Human nature’s innate pessimism typically overwhelms any natural optimism, and this universal characteristic, when happily exploited by the constant bombardment of our media, magnifies a natural suspicion for the not understood into hopeless cynicism and fear. The media is only taking advantage of a human sociological phenomenon discovered by John Stuart Mill when he wondered why, “That not the man who hopes when others despair, but the man who despairs when others hope, is admired by a large class of persons as a sage.”

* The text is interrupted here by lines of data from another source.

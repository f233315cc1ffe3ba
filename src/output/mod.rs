//! Tree formatting and display
//!
//! - `config` - Output configuration types
//! - `utils` - Connector glyphs and prefix calculation
//! - `formatter` - Colorized `TreeOutput` implementation

mod config;
mod formatter;
mod utils;

pub use config::OutputConfig;
pub use formatter::TreeFormatter;
pub use utils::child_prefix;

Perhaps there is no greater evidence for the unfortunate effectiveness of our myopic mass media than polling data on whether Americans believe the country is heading in the right direction. According to a Sept. 5 Rasmussen poll, 66 percent of voters say the country is getting worse. The naïve may assume this negativity is a symptom of unpopular health-care reform, the Gulf oil crisis, or the hysteria surrounding the planned construction of a mosque/community center near Ground Zero. Wrong, wrong, and wrong. Even at the peak of Obama infatuation, last May, only 40 percent of voters thought the country would get better.

No, our negativity has reached the point where it’s no longer simply a symptom of our society’s ills. It’s become an ill—an addiction—and the media thrive on feeding it. There seems to be a depressingly positive correlation between the tenor of information available and the negativity we feel.

Yet I don’t knock the media for doing what makes them money; after all, “life span, income, and living standards rose again” is never going to sell as well as “we’re screwed.” The way to fight this negativity is not to separate oneself from information, but to keep the perspective of one who lives in a world that has been getting better at a consistently accelerating rate. Have your poison with a grain of salt.

I’m not trying to justify apathy or inaction. Our generation faces challenging problems in climate change, healthcare, debt, global poverty, etc. that must be faced. Fight the injustices you perceive and rally people behind your causes; individuals do change history. But have the wisdom to recognize that today’s crises will certainly pass and the good news that actually affects our lives in communication, technology, transportation, health, and entertainment will be happily ignored by those it benefits. I’m not saying put down the bottle permanently, but sobering up every once in a while is valuable.

Eric T. Justin ’13, a Crimson editorial writer, lives in Currier House.